Impasse

Com salários atrasados, servidores do Hospital de Caridade de Canguçu entram em greve

Sem receber desde novembro e ainda sem o 13º, os funcionários da instituição começaram a paralisação nesta segunda-feira; eles pretendem acampar em frente ao hospital

02 de Janeiro de 2017 - 19h35 0 comentário(s) Corrigir A + A -
A faixa avisa: greve começou no Hospital de Caridade de Canguçu (Foto: Augusto Pinz)

A faixa avisa: greve começou no Hospital de Caridade de Canguçu (Foto: Augusto Pinz)

Servidores reunidos em frente à casa de saúde nesta segunda-feira (Foto: Divulgação)

Servidores reunidos em frente à casa de saúde nesta segunda-feira (Foto: Divulgação)

Sem receber salário há dois meses, os funcionários do Hospital de Caridade de Canguçu (HCC) resolveram parar as atividades nesta segunda-feira (2). Os servidores, que também não receberam o 13º salário, já haviam entrado em estado de greve na última quarta, quando um ato foi realizado na frente da casa de saúde.

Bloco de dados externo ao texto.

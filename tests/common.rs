//! Shared fixtures for the trajectory integration tests.

#![allow(dead_code)]

use std::f64::consts::FRAC_PI_2;

use gati_plan::{BasicTrajectory, PathType, RobotSpecs, TrajectoryParams, Waypoint};

/// Straight run 10 units forward along +Y.
pub fn straight_waypoints() -> Vec<Waypoint> {
    vec![Waypoint::new(0.0, 0.0, 0.0), Waypoint::new(0.0, 10.0, 0.0)]
}

/// Symmetric S-shaped route through a sideways middle waypoint.
pub fn s_curve_waypoints() -> Vec<Waypoint> {
    vec![
        Waypoint::new(0.0, 0.0, 0.0),
        Waypoint::new(5.0, 5.0, FRAC_PI_2),
        Waypoint::new(10.0, 0.0, 0.0),
    ]
}

pub fn params(
    waypoints: Vec<Waypoint>,
    seg_count: usize,
    is_tank: bool,
    path_type: PathType,
) -> TrajectoryParams {
    TrajectoryParams {
        waypoints,
        alpha: 10.0,
        seg_count,
        is_tank,
        path_type,
    }
}

/// The S1 scenario: straight 10 units, max_v 5, max_a 2, 100 samples.
pub fn s1_trajectory() -> BasicTrajectory {
    BasicTrajectory::new(
        RobotSpecs::new(5.0, 2.0, 1.0),
        params(straight_waypoints(), 100, false, PathType::CubicHermite),
    )
    .expect("S1 generates")
}

/// The S2 scenario: S-curve, max_v 3, max_a 1, 200 samples, tank drive with
/// base width 1.
pub fn s2_params() -> (RobotSpecs, TrajectoryParams) {
    (
        RobotSpecs::new(3.0, 1.0, 1.0),
        params(s_curve_waypoints(), 200, true, PathType::CubicHermite),
    )
}
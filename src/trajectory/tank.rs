//! Per-wheel trajectories for tank drive robots.

use std::f64::consts::PI;
use std::sync::Arc;

use crate::config::{RobotSpecs, TrajectoryParams};
use crate::core::math::{lerp, lerp_angle, rabs, rangle};
use crate::error::{PlanError, Result};
use crate::path::{Path, WheelView};

use super::basic::BasicTrajectory;
use super::moment::TankDriveMoment;

/// A trajectory with separate distance, velocity and acceleration tracks for
/// the left and right wheels of a tank drive robot.
///
/// Derived from a [`BasicTrajectory`] generated with `is_tank` set: the
/// centerline velocity splits into wheel velocities by the curvature-induced
/// differential, wheel distances accumulate from chord lengths of the wheel
/// paths, and wheel accelerations are finite differences of the velocities.
#[derive(Clone, Debug)]
pub struct TankDriveTrajectory {
    path: Arc<Path>,
    moments: Vec<TankDriveMoment>,
    wheels: WheelView,
    init_facing: f64,
    backwards: bool,
    specs: RobotSpecs,
    params: TrajectoryParams,
}

impl TankDriveTrajectory {
    /// Derive wheel tracks from a centerline trajectory.
    ///
    /// Fails with [`PlanError::InvalidParams`] unless the source trajectory
    /// was generated with `is_tank` (the wheel derivation needs the signed
    /// curvature samples only tank generation produces).
    pub fn new(traj: &BasicTrajectory) -> Result<Self> {
        if !traj.params().is_tank {
            return Err(PlanError::InvalidParams(
                "source trajectory was not generated for tank drive".to_string(),
            ));
        }

        let specs = *traj.specs();
        let base_radius = specs.base_width / 2.0;
        let wheels = WheelView {
            base_radius,
            backwards: traj.backwards(),
        };
        let path = Arc::clone(traj.path());
        let basic = traj.moments();
        let patht = traj.patht();
        let pathr = traj.pathr();

        let mut moments = Vec::with_capacity(basic.len());
        if traj.params().waypoints[0].velocity.is_some() {
            // A rolling start: the wheel speeds already differ by the
            // curvature differential at the first sample.
            let v = basic[0].vel;
            let d = v / pathr[0] * base_radius;
            moments.push(TankDriveMoment::new(
                0.0,
                0.0,
                v - d,
                v + d,
                0.0,
                0.0,
                basic[0].heading,
                0.0,
            ));
        } else {
            moments.push(TankDriveMoment::new(
                0.0,
                0.0,
                0.0,
                0.0,
                0.0,
                0.0,
                basic[0].heading,
                0.0,
            ));
        }

        let mut prev_wheels = wheels.wheels_at(&path, 0.0);
        for i in 1..basic.len() {
            let here = wheels.wheels_at(&path, patht[i]);
            let mut dl = prev_wheels.0.dist(here.0);
            let mut dr = prev_wheels.1.dist(here.1);
            let dt = basic[i].time - basic[i - 1].time;
            prev_wheels = here;

            let d = basic[i].vel / pathr[i] * base_radius;
            let lv = rabs(basic[i].vel - d, specs.max_v);
            let rv = rabs(basic[i].vel + d, specs.max_v);
            // Chord lengths are unsigned; a wheel spinning backwards loses
            // distance instead of gaining it.
            if lv < 0.0 {
                dl = -dl;
            }
            if rv < 0.0 {
                dr = -dr;
            }

            let prev = moments[i - 1];
            moments.push(TankDriveMoment::new(
                prev.l_dist + dl,
                prev.r_dist + dr,
                lv,
                rv,
                0.0,
                0.0,
                basic[i].heading,
                basic[i].time,
            ));
            moments[i - 1].l_accel = (lv - prev.l_vel) / dt;
            moments[i - 1].r_accel = (rv - prev.r_vel) / dt;
        }

        let init_facing = traj.init_facing();
        let backwards = traj.backwards();
        for m in &mut moments {
            m.init_facing = init_facing;
            m.backwards = backwards;
        }

        Ok(Self {
            path,
            moments,
            wheels,
            init_facing,
            backwards,
            specs,
            params: traj.params().clone(),
        })
    }

    /// The path this trajectory follows.
    #[inline]
    pub fn path(&self) -> &Arc<Path> {
        &self.path
    }

    /// All generated moments, ordered by time.
    #[inline]
    pub fn moments(&self) -> &[TankDriveMoment] {
        &self.moments
    }

    /// The wheel-placement view used to derive the tracks.
    #[inline]
    pub fn wheel_view(&self) -> WheelView {
        self.wheels
    }

    /// The robot specs the trajectory was generated with.
    #[inline]
    pub fn specs(&self) -> &RobotSpecs {
        &self.specs
    }

    /// The generation parameters.
    #[inline]
    pub fn params(&self) -> &TrajectoryParams {
        &self.params
    }

    /// Absolute facing of the robot at the start of the trajectory.
    #[inline]
    pub fn init_facing(&self) -> f64 {
        self.init_facing
    }

    /// Whether this trajectory drives the robot in reverse.
    #[inline]
    pub fn backwards(&self) -> bool {
        self.backwards
    }

    /// Total time to drive the trajectory.
    #[inline]
    pub fn total_time(&self) -> f64 {
        self.moments[self.moments.len() - 1].time
    }

    /// State at the given time, linearly interpolated between the bracketing
    /// moments. Times outside [0, total_time] clamp to the endpoints.
    pub fn get(&self, time: f64) -> TankDriveMoment {
        let moments = &self.moments;
        let n = moments.len();
        if time <= 0.0 {
            return moments[0];
        }
        if time >= self.total_time() {
            return moments[n - 1];
        }

        let idx = moments.partition_point(|m| m.time < time);
        let after = moments[idx];
        if after.time == time {
            return after;
        }
        let before = moments[idx - 1];
        let f = (time - before.time) / (after.time - before.time);
        TankDriveMoment {
            l_dist: lerp(before.l_dist, after.l_dist, f),
            r_dist: lerp(before.r_dist, after.r_dist, f),
            l_vel: lerp(before.l_vel, after.l_vel, f),
            r_vel: lerp(before.r_vel, after.r_vel, f),
            l_accel: lerp(before.l_accel, after.l_accel, f),
            r_accel: lerp(before.r_accel, after.r_accel, f),
            heading: lerp_angle(before.heading, after.heading, f),
            time,
            init_facing: self.init_facing,
            backwards: self.backwards,
        }
    }

    /// Rebuild around transformed moments, restamping the backwards flag and
    /// the initial facing and refreshing the params' waypoints from the path.
    fn with_moments(&self, path: Path, mut moments: Vec<TankDriveMoment>, backwards: bool) -> Self {
        let path = Arc::new(path);
        let mut params = self.params.clone();
        params.waypoints = path.waypoints().to_vec();

        for m in &mut moments {
            m.backwards = backwards;
        }
        let init_facing = moments[0].afacing();
        for m in &mut moments {
            m.init_facing = init_facing;
        }

        Self {
            path,
            moments,
            wheels: WheelView {
                base_radius: self.wheels.base_radius,
                backwards,
            },
            init_facing,
            backwards,
            specs: self.specs,
            params,
        }
    }

    /// Mirror the trajectory across the robot's forward axis: the wheel
    /// tracks swap sides and headings negate.
    pub fn mirror_lr(&self) -> Self {
        let moments = self
            .moments
            .iter()
            .map(|m| TankDriveMoment {
                l_dist: m.r_dist,
                r_dist: m.l_dist,
                l_vel: m.r_vel,
                r_vel: m.l_vel,
                l_accel: m.r_accel,
                r_accel: m.l_accel,
                heading: rangle(-m.heading),
                ..*m
            })
            .collect();
        self.with_moments(self.path.mirror_lr(), moments, self.backwards)
    }

    /// Mirror the trajectory across the robot's lateral axis: both wheels
    /// run their own tracks in reverse.
    pub fn mirror_fb(&self) -> Self {
        let moments = self
            .moments
            .iter()
            .map(|m| TankDriveMoment {
                l_dist: -m.l_dist,
                r_dist: -m.r_dist,
                l_vel: -m.l_vel,
                r_vel: -m.r_vel,
                l_accel: -m.l_accel,
                r_accel: -m.r_accel,
                heading: rangle(PI - m.heading),
                ..*m
            })
            .collect();
        self.with_moments(self.path.mirror_fb(), moments, !self.backwards)
    }

    /// Execute the same ground path in reverse. The robot now faces the other
    /// way along the path, so the wheel tracks swap sides as well as running
    /// backwards. Times restart from zero.
    pub fn retrace(&self) -> Self {
        let last = self.moments[self.moments.len() - 1];
        let moments = self
            .moments
            .iter()
            .rev()
            .map(|m| TankDriveMoment {
                l_dist: m.r_dist - last.r_dist,
                r_dist: m.l_dist - last.l_dist,
                l_vel: -m.r_vel,
                r_vel: -m.l_vel,
                l_accel: m.r_accel,
                r_accel: m.l_accel,
                heading: rangle(m.heading + PI),
                time: last.time - m.time,
                ..*m
            })
            .collect();
        self.with_moments(self.path.retrace(), moments, !self.backwards)
    }
}
//! Trajectory generation: velocity profiling over paths.

mod basic;
mod moment;
mod tank;

pub use basic::BasicTrajectory;
pub use moment::{BasicMoment, TankDriveMoment};
pub use tank::TankDriveTrajectory;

Os funcionários pretendem acampar no local como forma de protesto. A comunidade de Canguçu apoia os servidores com doações de cestas básicas, já que muitos - sem o salário - não têm condições de arcar com suas próprias despesas, como aluguel e mantimentos.

Na quarta-feira, o administrador do Hospital de Caridade, Régis Silva, conversou com os servidores e com a imprensa e esclareceu algumas questões. "O Estado não deve nada pro HCC, nem o município. Tudo o que devia, fomos buscar judicialmente. O hospital está endividado por culpa dele mesmo. O comprometimento bancário com dívidas é maior que a produção no mês, então o dinheiro fica todo no banco."

Régis também garante que a administração do hospital está buscando, através de várias ações, a resolução do problema, mas que precisa de ajuda política para pleitear algumas verbas. "Os incentivos, por exemplo, são um valor fixo atrelado a metas. Sem o contrato assinado, os incentivos não serão pagos. Só que não paramos de atender em nenhum momento, então, estamos construindo uma solução. E tem que ser política, não há uma solução técnica, porque - sem contrato - o Tribunal de Contas veta."

Atualmente o HCC é abastecido por recursos de internações particulares. Este dinheiro está sendo utilizado para compra de material e medicamento, mas não é suficiente para o pagamento dos salários atrasados. O administrador diz ainda que muitos dos mantimentos que estão na cozinha da casa de saúde são fruto de doações da comunidade.

Apesar da paralisação, os atendimentos de urgência e emergência foram preservados. Os clínicos, que recebem pela prefeitura, estão com os salários em dia. O Pronto-Socorro, também conveniado com o Poder Executivo, funciona normalmente.

Entenda
O contrato do HCC com o Estado venceu em outubro e não foi renovado em função da falta de um Plano de Prevenção Contra Incêndios (PPCI). De acordo com a administração do hospital, o documento foi protocolado em novembro. Após ser expedido o alvará, os trâmites burocráticos duraram ainda cerca de um mês.

Na sequência, veio a proposta da Secretaria Estadual de Saúde (SES) com R$ 3 milhões a menos do que o orçamento anterior. Uma contra-proposta foi enviada e aprovada. A expectativa é que o novo contrato entre Estado e HCC seja publicado no Diário Oficial ainda esta semana.

Após a publicação, Régis Silva espera poder buscar alguns recursos, como os incentivos e uma emenda parlamentar, que pode entrar como um aditivo. Com esse dinheiro seria possível pagar o salário e o 13º dos servidores.